What to do: When you copy the entries, keep every word exactly as it stands.

[Collected data]
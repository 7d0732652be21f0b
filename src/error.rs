use std::io;
use std::path::PathBuf;

use thiserror::Error;

pub type Result<T> = std::result::Result<T, Error>;

/// Every failure aborts the run; nothing here is retried.
#[derive(Debug, Error)]
pub enum Error {
    #[error("{path}: not a jpeg (missing FF D8 start-of-image marker)")]
    NotAJpeg { path: String },

    #[error("need at least two images, got {0}")]
    InsufficientImages(usize),

    #[error("buffer wrong size {0}: not a multiple of 64 bytes")]
    Size(usize),

    #[error("missing comment block: collision pair lacks FF FE 00 at offset 56")]
    MissingCommentBlock,

    #[error("digest mismatch between the two collision variants")]
    DigestMismatch,

    #[error("wrong size difference: {b} {a}")]
    WrongSizeDelta { a: u8, b: u8 },

    #[error("comment size not large enough: {size} (minimum {minimum})")]
    CommentTooShort { size: u8, minimum: u8 },

    #[error("jump over image {image} needs a {size} byte comment, more than a 16-bit length can hold")]
    JumpTooLong { image: usize, size: usize },

    #[error("prefix has only {available} bytes but {wanted} were requested")]
    PrefixTooShort { wanted: usize, available: usize },

    #[error("{}: {}", .path.display(), .source)]
    Io {
        path: PathBuf,
        #[source]
        source: io::Error,
    },
}

impl Error {
    pub fn io(path: impl Into<PathBuf>, source: io::Error) -> Self {
        Error::Io {
            path: path.into(),
            source,
        }
    }
}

Output:
repository 7d0732652be21f0b
filename src/error.rs
use std::io;
use std::path::PathBuf;

use thiserror::Error;

pub type Result<T> = std::result::Result<T, Error>;

/// Every failure aborts the run; nothing here is retried.
#[derive(Debug, Error)]
pub enum Error {
    #[error("{path}: not a jpeg (missing FF D8 start-of-image marker)")]
    NotAJpeg { path: String },

    #[error("need at least two images, got {0}")]
    InsufficientImages(usize),

    #[error("buffer wrong size {0}: not a multiple of 64 bytes")]
    Size(usize),

    #[error("missing comment block: collision pair lacks FF FE 00 at offset 56")]
    MissingCommentBlock,

    #[error("digest mismatch between the two collision variants")]
    DigestMismatch,

    #[error("wrong size difference: {b} {a}")]
    WrongSizeDelta { a: u8, b: u8 },

    #[error("comment size not large enough: {size} (minimum {minimum})")]
    CommentTooShort { size: u8, minimum: u8 },

    #[error("jump over image {image} needs a {size} byte comment, more than a 16-bit length can hold")]
    JumpTooLong { image: usize, size: usize },

    #[error("prefix has only {available} bytes but {wanted} were requested")]
    PrefixTooShort { wanted: usize, available: usize },

    #[error("{}: {}", .path.display(), .source)]
    Io {
        path: PathBuf,
        #[source]
        source: io::Error,
    },
}

impl Error {
    pub fn io(path: impl Into<PathBuf>, source: io::Error) -> Self {
        Error::Io {
            path: path.into(),
            source,
        }
    }
}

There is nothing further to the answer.